All told, it’s typical for a doctor in a healthcare system like Adventist Health to have a panel of roughly 1500-2000 patients, whereas each doctor’s panel is currently capped at 350, an MDVIP spokesperson said.
“We used to see 30 patients a day, and do a surgery before office hours, and do a surgery at lunch,” Lopopolo said. “Now we see half that — maybe eight to 10 — so you have a longer time to spend with them.”
Unlike direct primary care — another model that circumvents the traditional primary care system by eschewing health insurance in favor of a flat rate paid monthly or annually for quick access to doctors — ThriveWell and other MDVIP clinics take payment from traditional health insurance and Medicare, Sungurlu said.
“The fee our patients are paying for is a separate wellness preventative (program) that the insurance doesn’t typically cover,” Sungurlu said. “All the other services that we do, it’s your traditional practice of medicine, and we bill insurance.”
ThriveWell offers unique prevention, wellness benefits
The doctors own their practice and can run it as they see fit, but they require their patients to participate in the MDVIP wellness and preventative programs “because that’s what complements the method of care we want to provide,” Sungurlu said.
That wellness program involves looking at an individual’s overall health through a variety of lenses, including nutrition, exercise routines, bone health and hormone replacement therapy, Sungurlu said.
It also includes advanced diagnostics to assist with cardiovascular health, stroke prevention, diabetes management, hearing, sleep quality, mobility, fitness, and emotional well-being, according to the clinic’s website.

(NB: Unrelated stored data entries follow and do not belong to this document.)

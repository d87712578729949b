//! Icon views and slots.
//!
//! A rating view is a row of [`IconSlot`]s. Each slot pairs an "empty" icon
//! with a "full" icon drawn on top of it; the full icon is hidden, fully
//! shown, or revealed from the left through a rectangular mask.

use horizon_rating_core::ObjectId;
use horizon_rating_render::{Image, ImageScaleMode, Rect, Renderer};

/// How much of a slot's full icon is revealed.
#[derive(Debug, Clone, Copy, PartialEq)]
pub enum IconFill {
    /// The full icon is hidden.
    Empty,
    /// The left `fraction` (strictly between 0 and 1) of the full icon is shown.
    Partial(f64),
    /// The full icon is shown without a mask.
    Full,
}

impl IconFill {
    /// Compute the fill of the slot at `index` (representing the value
    /// `index + 1`) for the given rating.
    pub fn for_slot(rating: f64, index: usize) -> Self {
        let lower = index as f64;
        let upper = lower + 1.0;
        if rating >= upper {
            IconFill::Full
        } else if rating > lower {
            IconFill::Partial(rating - lower)
        } else {
            IconFill::Empty
        }
    }
}

/// A single positioned image.
#[derive(Debug, Clone)]
pub struct IconView {
    id: ObjectId,
    image: Option<Image>,
    /// Frame in the rating view's coordinate space.
    frame: Rect,
    hidden: bool,
    /// Reveal mask in the view's local coordinates.
    mask: Option<Rect>,
    scale_mode: ImageScaleMode,
}

impl IconView {
    /// Create a view showing `image`.
    pub fn new(image: Option<Image>, scale_mode: ImageScaleMode) -> Self {
        Self {
            id: ObjectId::next(),
            image,
            frame: Rect::ZERO,
            hidden: false,
            mask: None,
            scale_mode,
        }
    }

    /// This view's unique id.
    pub fn id(&self) -> ObjectId {
        self.id
    }

    /// Get the displayed image.
    pub fn image(&self) -> Option<&Image> {
        self.image.as_ref()
    }

    /// Set the displayed image.
    pub fn set_image(&mut self, image: Option<Image>) {
        self.image = image;
    }

    /// Get the frame in the rating view's coordinate space.
    pub fn frame(&self) -> Rect {
        self.frame
    }

    /// Set the frame in the rating view's coordinate space.
    pub fn set_frame(&mut self, frame: Rect) {
        self.frame = frame;
    }

    /// Check whether the view is hidden.
    pub fn is_hidden(&self) -> bool {
        self.hidden
    }

    /// Set whether the view is hidden.
    pub fn set_hidden(&mut self, hidden: bool) {
        self.hidden = hidden;
    }

    /// The reveal mask, in view-local coordinates.
    pub fn mask(&self) -> Option<Rect> {
        self.mask
    }

    /// Set the reveal mask. `None` shows the whole image.
    pub fn set_mask(&mut self, mask: Option<Rect>) {
        self.mask = mask;
    }

    /// Get how the image is scaled into the frame.
    pub fn scale_mode(&self) -> ImageScaleMode {
        self.scale_mode
    }

    /// Set how the image is scaled into the frame.
    pub fn set_scale_mode(&mut self, scale_mode: ImageScaleMode) {
        self.scale_mode = scale_mode;
    }

    /// Draw the view, honoring visibility and mask.
    pub fn paint(&self, renderer: &mut dyn Renderer) {
        let Some(image) = self.image.as_ref().filter(|_| !self.hidden) else {
            return;
        };

        match self.mask {
            Some(mask) => {
                renderer.save();
                renderer.clip_rect(mask.offset(self.frame.left(), self.frame.top()));
                renderer.draw_image(image, self.frame, self.scale_mode);
                renderer.restore();
            }
            None => renderer.draw_image(image, self.frame, self.scale_mode),
        }
    }
}

/// One rating unit: an empty icon overlaid by a full icon.
#[derive(Debug, Clone)]
pub struct IconSlot {
    empty: IconView,
    full: IconView,
}

impl IconSlot {
    /// Allocate a fresh pair of views.
    pub fn new(
        empty_image: Option<Image>,
        full_image: Option<Image>,
        scale_mode: ImageScaleMode,
    ) -> Self {
        Self {
            empty: IconView::new(empty_image, scale_mode),
            full: IconView::new(full_image, scale_mode),
        }
    }

    /// The empty (background) icon.
    pub fn empty(&self) -> &IconView {
        &self.empty
    }

    /// The full (overlay) icon.
    pub fn full(&self) -> &IconView {
        &self.full
    }

    pub(crate) fn empty_mut(&mut self) -> &mut IconView {
        &mut self.empty
    }

    pub(crate) fn full_mut(&mut self) -> &mut IconView {
        &mut self.full
    }

    /// The slot's frame (shared by both views).
    pub fn frame(&self) -> Rect {
        self.empty.frame()
    }

    /// Position both views.
    pub fn set_frame(&mut self, frame: Rect) {
        self.empty.set_frame(frame);
        self.full.set_frame(frame);
    }

    /// Update the full icon's visibility and mask from `fill`.
    pub fn apply_fill(&mut self, fill: IconFill) {
        match fill {
            IconFill::Full => {
                self.full.set_mask(None);
                self.full.set_hidden(false);
            }
            IconFill::Partial(fraction) => {
                let frame = self.full.frame();
                let width = (fraction * frame.width() as f64) as f32;
                self.full
                    .set_mask(Some(Rect::new(0.0, 0.0, width, frame.height())));
                self.full.set_hidden(false);
            }
            IconFill::Empty => {
                self.full.set_mask(None);
                self.full.set_hidden(true);
            }
        }
    }

    /// Draw the empty icon, then the full icon over it.
    pub fn paint(&self, renderer: &mut dyn Renderer) {
        self.empty.paint(renderer);
        self.full.paint(renderer);
    }
}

While their initial focus was on women’s health, they’ve started broadening their care to clients regardless of gender as word-of-mouth has spread.
“You have to adapt quickly in medicine, yet a system can’t adapt as quickly,” Lopopolo said. “That’s what’s fun about being in our own practice.”
Lopopolo said she understands why some people may have reservations about a model of care that involves higher costs, but most people are already paying for aspects of their health already outside of the conventional primary care system, whether it’s Midi — a virtual clinic focused on women’s health — or other health-adjacent services.
“I mean, do I wish everyone had access to something like this — I mean, we all should,” Sungurlu said. “I think this is what we all need to advocate for when it comes to the future of medicine.”
“People look at this as like, ‘I’m paying for my health, I’m paying because I’m paying for insurance,’ but the insurance is deciding and dictating only this small strategy of medicine, and if you want to do more for your health, then it’s going to have to be services outside of that, and that’s the part that not a lot of people are aware of, and they don’t realize that that’s what we’re actually doing here,” Sungurlu continued. “It’s not just paying at another cost for something that you already have.”